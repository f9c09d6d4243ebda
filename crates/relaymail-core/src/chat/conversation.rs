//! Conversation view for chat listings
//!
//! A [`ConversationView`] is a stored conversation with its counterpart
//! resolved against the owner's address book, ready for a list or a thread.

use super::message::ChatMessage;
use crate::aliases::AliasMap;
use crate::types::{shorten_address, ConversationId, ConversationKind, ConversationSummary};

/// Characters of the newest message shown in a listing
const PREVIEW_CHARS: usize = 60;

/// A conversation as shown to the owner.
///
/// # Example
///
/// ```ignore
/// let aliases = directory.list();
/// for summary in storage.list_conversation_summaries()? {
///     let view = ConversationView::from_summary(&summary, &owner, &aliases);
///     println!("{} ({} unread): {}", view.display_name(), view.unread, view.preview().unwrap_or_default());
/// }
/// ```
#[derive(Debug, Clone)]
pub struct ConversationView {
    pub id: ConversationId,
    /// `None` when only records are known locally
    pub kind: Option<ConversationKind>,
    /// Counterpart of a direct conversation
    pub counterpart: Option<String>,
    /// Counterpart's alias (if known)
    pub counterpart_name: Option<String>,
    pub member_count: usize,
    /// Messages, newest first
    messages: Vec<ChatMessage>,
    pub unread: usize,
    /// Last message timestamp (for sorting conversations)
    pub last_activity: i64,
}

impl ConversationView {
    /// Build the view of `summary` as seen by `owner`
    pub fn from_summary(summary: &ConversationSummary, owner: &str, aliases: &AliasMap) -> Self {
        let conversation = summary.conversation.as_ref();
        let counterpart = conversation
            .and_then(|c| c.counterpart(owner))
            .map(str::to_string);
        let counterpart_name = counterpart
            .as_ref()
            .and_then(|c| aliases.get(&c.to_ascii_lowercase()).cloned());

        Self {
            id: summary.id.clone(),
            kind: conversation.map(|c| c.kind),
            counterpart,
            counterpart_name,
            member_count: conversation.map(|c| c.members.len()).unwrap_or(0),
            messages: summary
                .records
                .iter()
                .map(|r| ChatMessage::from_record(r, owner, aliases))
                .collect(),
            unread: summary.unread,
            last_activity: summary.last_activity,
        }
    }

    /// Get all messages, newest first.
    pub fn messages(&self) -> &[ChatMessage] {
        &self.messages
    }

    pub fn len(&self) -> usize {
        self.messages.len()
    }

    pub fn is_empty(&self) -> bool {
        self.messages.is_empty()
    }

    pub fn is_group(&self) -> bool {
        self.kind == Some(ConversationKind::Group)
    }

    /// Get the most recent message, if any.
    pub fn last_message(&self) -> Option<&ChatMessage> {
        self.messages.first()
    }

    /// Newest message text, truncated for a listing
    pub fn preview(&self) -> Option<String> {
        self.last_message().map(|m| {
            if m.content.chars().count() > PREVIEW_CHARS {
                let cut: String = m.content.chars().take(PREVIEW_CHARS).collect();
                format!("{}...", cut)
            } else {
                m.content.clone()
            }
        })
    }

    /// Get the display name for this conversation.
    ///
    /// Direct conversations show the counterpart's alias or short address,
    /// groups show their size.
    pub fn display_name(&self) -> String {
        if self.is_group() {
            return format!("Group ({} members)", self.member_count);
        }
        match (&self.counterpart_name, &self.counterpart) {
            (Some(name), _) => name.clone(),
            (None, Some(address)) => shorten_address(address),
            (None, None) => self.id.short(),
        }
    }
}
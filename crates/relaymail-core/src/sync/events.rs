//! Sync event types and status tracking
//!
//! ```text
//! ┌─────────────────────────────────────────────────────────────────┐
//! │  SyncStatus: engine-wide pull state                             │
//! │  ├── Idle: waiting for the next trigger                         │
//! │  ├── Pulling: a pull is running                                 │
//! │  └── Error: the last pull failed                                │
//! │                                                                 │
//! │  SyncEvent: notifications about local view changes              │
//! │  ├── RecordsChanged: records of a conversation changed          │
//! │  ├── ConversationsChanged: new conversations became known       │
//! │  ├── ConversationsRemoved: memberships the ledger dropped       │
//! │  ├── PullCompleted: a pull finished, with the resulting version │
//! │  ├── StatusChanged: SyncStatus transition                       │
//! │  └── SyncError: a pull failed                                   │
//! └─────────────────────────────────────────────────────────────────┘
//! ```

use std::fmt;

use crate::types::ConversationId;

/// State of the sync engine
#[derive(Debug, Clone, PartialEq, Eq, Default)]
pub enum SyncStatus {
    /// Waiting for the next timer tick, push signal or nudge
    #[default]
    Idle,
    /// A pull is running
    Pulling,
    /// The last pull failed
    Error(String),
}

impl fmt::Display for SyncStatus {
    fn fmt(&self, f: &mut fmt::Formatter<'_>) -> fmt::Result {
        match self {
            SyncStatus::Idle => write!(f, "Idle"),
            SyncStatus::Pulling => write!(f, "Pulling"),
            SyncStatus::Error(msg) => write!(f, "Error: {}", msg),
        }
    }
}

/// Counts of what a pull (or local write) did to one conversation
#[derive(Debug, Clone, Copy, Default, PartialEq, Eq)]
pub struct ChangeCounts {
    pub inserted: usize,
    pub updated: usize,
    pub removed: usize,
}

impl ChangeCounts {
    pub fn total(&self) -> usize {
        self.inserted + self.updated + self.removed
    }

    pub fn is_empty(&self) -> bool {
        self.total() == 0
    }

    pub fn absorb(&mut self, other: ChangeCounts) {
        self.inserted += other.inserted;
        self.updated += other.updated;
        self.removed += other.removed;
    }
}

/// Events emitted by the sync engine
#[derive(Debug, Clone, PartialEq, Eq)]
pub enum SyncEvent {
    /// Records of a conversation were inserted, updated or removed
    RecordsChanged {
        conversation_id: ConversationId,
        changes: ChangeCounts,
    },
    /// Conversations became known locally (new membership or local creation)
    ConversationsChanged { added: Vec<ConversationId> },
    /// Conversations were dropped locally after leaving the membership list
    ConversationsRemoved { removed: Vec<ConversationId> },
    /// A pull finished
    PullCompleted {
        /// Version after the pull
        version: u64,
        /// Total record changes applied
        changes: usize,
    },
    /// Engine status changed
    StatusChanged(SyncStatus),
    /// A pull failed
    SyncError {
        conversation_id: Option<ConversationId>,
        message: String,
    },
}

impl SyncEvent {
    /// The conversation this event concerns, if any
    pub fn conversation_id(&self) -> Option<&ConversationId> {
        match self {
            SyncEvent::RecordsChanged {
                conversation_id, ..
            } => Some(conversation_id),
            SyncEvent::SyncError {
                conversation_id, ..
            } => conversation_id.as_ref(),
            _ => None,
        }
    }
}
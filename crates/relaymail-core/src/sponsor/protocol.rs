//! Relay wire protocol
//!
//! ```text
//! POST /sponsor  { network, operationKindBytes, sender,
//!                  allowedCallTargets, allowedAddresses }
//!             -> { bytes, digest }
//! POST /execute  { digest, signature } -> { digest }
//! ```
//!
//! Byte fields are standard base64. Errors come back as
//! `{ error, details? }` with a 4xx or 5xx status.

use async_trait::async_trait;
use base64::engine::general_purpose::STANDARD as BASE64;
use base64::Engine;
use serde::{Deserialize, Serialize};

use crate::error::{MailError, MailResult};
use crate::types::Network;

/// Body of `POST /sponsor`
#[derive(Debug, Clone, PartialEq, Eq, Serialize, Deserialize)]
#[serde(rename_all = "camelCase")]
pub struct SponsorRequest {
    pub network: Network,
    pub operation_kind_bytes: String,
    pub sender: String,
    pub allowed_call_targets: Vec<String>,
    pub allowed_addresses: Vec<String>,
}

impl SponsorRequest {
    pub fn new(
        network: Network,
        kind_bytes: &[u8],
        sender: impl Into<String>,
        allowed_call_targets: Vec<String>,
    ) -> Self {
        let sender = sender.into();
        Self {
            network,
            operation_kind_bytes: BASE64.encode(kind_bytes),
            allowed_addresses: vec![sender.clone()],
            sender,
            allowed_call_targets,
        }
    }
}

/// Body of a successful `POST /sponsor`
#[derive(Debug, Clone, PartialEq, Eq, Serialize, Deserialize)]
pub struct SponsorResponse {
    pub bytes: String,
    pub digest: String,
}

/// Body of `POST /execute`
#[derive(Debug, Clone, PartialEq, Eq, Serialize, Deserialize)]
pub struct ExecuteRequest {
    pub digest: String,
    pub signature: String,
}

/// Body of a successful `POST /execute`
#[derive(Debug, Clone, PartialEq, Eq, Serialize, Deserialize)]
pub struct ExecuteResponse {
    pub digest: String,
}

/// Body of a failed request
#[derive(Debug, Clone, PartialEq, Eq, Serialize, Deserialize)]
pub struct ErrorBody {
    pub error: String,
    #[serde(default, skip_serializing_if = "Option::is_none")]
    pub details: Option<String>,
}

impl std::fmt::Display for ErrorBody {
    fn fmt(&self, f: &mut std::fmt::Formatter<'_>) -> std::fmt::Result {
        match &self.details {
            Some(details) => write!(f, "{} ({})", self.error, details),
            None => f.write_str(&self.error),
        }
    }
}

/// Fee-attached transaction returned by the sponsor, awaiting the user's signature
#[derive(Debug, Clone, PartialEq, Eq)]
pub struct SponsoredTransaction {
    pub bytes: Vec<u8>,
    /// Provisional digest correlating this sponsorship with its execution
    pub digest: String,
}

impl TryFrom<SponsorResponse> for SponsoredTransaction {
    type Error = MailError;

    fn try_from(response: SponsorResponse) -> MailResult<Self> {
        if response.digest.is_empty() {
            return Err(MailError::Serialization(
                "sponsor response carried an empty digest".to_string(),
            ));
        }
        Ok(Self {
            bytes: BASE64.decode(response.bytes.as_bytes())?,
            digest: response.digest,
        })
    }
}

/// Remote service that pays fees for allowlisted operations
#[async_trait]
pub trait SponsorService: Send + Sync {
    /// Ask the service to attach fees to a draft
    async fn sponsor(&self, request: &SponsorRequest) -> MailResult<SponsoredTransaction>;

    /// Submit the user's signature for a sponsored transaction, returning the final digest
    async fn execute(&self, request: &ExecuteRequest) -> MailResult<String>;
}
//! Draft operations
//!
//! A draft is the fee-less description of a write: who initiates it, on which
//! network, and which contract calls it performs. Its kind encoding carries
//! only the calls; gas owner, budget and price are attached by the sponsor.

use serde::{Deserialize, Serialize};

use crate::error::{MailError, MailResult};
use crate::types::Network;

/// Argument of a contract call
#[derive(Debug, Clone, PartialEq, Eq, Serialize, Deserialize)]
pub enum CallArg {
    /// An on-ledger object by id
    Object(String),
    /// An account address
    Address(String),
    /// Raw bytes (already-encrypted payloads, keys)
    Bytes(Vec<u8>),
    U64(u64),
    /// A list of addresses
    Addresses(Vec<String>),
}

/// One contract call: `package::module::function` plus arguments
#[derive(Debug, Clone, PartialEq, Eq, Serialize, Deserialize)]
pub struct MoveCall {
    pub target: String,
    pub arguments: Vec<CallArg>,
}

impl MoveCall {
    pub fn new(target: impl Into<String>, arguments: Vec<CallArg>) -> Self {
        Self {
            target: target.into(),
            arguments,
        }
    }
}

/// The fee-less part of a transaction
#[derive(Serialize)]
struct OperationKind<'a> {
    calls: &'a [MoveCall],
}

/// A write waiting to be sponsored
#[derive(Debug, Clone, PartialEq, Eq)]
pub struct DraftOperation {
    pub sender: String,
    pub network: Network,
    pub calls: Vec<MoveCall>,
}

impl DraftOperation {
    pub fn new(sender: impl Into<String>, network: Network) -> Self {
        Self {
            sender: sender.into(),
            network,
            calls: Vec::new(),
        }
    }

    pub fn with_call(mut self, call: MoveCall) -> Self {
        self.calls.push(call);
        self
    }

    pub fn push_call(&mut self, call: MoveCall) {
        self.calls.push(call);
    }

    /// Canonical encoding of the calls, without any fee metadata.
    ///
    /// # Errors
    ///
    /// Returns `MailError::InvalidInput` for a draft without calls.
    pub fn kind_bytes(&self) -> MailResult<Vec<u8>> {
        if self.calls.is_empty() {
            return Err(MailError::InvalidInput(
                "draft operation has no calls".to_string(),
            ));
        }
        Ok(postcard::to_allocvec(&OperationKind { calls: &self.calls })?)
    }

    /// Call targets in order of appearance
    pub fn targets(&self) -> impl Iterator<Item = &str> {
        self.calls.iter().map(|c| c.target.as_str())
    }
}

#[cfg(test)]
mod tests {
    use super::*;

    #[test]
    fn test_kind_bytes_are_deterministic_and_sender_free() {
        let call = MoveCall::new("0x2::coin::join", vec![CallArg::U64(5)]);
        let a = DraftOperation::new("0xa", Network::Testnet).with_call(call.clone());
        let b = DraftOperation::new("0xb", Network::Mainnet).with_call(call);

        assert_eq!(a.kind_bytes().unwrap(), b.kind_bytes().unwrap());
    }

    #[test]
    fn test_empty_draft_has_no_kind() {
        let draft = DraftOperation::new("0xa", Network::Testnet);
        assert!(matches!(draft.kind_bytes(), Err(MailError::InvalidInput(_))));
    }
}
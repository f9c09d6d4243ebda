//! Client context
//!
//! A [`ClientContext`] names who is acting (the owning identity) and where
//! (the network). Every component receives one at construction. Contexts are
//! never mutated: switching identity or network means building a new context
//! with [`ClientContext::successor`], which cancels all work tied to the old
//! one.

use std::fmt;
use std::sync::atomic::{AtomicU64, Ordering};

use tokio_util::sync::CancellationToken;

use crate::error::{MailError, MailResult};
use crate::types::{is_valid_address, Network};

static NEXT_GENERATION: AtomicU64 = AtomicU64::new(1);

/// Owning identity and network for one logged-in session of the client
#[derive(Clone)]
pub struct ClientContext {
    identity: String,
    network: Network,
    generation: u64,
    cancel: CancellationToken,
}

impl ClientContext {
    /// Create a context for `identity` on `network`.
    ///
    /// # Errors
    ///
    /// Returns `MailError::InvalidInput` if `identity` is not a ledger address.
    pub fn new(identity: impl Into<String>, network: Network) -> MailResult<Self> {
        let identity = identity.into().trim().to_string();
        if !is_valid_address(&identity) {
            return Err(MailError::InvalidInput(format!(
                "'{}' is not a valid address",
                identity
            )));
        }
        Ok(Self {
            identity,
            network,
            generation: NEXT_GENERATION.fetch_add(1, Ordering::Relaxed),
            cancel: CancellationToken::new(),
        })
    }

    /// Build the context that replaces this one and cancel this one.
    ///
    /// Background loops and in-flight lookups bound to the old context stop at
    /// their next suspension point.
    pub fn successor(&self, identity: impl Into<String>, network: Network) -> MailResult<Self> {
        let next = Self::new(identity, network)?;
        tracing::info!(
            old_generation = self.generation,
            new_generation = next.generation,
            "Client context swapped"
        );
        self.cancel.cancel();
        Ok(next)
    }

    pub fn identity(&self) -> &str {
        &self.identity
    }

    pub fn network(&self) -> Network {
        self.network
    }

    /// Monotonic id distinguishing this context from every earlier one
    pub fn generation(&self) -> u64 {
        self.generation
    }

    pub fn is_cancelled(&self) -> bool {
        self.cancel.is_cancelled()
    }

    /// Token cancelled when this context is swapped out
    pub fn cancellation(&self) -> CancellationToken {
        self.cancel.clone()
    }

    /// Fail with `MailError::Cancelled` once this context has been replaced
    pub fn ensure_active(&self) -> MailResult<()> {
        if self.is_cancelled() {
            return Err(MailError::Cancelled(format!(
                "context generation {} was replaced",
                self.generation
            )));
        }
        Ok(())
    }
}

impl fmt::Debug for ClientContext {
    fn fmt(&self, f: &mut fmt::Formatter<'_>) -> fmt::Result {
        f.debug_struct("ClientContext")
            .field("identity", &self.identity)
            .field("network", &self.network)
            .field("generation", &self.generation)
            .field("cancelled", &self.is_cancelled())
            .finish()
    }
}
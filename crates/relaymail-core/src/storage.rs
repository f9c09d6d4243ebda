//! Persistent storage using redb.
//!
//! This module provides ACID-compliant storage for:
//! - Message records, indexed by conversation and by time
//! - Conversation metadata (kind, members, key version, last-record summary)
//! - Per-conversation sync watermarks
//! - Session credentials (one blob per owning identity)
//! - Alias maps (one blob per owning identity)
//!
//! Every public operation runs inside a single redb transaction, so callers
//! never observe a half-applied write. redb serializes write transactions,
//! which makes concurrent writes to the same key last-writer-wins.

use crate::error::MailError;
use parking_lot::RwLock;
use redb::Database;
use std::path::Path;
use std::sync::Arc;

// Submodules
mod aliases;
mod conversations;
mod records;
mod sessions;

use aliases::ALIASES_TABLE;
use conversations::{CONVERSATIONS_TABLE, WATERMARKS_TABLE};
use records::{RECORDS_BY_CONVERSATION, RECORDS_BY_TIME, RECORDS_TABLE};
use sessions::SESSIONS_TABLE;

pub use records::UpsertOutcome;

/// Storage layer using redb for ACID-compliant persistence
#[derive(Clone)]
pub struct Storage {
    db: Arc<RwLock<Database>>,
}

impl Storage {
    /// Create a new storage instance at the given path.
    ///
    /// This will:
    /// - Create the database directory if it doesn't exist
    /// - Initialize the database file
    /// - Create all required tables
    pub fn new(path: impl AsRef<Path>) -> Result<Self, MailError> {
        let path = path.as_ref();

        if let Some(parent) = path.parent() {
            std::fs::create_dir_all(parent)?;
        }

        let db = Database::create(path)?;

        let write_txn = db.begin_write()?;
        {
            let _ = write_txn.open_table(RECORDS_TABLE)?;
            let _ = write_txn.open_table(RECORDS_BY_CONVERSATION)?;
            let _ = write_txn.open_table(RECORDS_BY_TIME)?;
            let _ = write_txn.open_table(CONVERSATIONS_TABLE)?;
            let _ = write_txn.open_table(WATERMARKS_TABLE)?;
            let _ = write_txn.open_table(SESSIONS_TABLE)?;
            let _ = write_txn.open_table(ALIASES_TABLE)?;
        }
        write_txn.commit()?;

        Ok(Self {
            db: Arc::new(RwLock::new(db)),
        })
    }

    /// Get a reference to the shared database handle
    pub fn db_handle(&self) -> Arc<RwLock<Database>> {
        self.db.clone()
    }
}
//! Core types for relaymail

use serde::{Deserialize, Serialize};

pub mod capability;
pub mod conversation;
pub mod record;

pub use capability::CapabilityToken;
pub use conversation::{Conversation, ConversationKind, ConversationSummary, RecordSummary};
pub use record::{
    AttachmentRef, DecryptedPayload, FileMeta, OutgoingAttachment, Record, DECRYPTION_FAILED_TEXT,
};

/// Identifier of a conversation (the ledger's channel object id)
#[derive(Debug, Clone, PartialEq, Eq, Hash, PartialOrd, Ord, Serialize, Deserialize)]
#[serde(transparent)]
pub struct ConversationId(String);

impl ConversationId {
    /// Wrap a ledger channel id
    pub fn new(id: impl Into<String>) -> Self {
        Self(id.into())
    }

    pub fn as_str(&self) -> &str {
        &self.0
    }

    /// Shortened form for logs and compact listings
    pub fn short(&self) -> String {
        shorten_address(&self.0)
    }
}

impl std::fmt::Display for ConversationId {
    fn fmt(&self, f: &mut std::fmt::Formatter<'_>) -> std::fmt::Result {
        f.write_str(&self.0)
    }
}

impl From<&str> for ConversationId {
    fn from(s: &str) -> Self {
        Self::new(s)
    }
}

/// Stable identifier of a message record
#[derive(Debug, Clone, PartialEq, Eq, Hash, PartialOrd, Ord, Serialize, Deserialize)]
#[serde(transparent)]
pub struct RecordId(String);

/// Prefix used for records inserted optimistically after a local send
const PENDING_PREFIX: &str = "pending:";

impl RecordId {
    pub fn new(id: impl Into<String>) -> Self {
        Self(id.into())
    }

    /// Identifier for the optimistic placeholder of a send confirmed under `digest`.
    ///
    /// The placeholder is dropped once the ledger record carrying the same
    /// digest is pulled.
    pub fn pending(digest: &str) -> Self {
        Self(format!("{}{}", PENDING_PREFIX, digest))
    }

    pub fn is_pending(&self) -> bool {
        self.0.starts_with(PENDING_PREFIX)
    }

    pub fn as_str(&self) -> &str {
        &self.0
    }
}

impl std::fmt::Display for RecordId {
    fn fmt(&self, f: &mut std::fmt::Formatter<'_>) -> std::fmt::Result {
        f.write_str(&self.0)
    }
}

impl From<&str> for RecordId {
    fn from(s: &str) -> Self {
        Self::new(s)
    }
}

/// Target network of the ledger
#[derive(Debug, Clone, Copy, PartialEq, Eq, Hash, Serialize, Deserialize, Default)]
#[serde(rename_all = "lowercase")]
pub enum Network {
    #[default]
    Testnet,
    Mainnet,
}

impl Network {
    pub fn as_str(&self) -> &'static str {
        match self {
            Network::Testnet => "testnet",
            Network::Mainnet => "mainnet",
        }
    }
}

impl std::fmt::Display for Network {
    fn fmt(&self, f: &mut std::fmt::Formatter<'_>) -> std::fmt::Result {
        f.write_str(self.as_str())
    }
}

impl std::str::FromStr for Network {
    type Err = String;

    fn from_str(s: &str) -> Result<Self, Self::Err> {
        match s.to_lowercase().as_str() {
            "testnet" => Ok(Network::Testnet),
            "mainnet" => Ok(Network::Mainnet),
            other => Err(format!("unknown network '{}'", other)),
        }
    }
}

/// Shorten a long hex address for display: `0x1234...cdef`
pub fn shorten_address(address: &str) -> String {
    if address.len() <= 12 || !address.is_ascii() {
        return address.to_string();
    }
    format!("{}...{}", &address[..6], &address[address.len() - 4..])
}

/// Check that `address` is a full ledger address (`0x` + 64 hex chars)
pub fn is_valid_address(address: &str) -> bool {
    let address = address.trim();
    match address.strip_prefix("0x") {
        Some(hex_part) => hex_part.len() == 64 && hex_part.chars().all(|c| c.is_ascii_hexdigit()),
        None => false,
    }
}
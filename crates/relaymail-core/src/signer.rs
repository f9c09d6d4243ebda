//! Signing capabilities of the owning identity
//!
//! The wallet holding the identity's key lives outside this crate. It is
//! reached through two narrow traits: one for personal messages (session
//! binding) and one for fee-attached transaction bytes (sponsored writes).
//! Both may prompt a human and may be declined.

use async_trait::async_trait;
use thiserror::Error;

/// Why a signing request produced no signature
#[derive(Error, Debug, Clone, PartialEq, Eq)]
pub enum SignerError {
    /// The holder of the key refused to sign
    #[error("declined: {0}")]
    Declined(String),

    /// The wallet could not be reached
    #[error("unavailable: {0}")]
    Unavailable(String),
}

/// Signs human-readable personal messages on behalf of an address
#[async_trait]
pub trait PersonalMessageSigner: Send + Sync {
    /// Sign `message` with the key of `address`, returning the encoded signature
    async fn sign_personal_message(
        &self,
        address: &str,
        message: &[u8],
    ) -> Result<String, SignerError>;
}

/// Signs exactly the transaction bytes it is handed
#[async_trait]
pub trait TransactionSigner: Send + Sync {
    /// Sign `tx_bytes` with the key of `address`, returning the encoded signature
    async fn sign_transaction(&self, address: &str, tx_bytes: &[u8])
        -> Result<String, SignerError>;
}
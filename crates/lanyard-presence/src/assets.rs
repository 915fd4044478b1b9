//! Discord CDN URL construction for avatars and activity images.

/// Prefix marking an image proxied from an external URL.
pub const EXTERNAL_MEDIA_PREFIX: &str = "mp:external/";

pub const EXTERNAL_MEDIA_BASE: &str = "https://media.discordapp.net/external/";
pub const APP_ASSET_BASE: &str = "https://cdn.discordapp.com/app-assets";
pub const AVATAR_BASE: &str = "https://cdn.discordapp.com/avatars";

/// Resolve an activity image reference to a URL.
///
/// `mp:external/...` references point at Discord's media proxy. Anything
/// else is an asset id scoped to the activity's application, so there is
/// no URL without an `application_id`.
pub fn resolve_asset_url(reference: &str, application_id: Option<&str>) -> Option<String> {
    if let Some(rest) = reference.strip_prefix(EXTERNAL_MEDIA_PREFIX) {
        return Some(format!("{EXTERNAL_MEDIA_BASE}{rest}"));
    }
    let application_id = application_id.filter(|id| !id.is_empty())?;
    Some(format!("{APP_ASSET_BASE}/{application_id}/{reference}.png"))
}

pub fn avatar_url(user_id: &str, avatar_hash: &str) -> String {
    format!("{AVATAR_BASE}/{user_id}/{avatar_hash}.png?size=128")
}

*Brief*
Give back exactly the lines from the beginning of the records through the line containing "const PREVIEW_CHARS: usize = 60;", and only those.

*Written answer*
repository f9c09d6d4243ebda
filename crates/relaymail-core/src/chat/conversation.rs
//! Conversation view for chat listings
//!
//! A [`ConversationView`] is a stored conversation with its counterpart
//! resolved against the owner's address book, ready for a list or a thread.

use super::message::ChatMessage;
use crate::aliases::AliasMap;
use crate::types::{shorten_address, ConversationId, ConversationKind, ConversationSummary};

/// Characters of the newest message shown in a listing
const PREVIEW_CHARS: usize = 60;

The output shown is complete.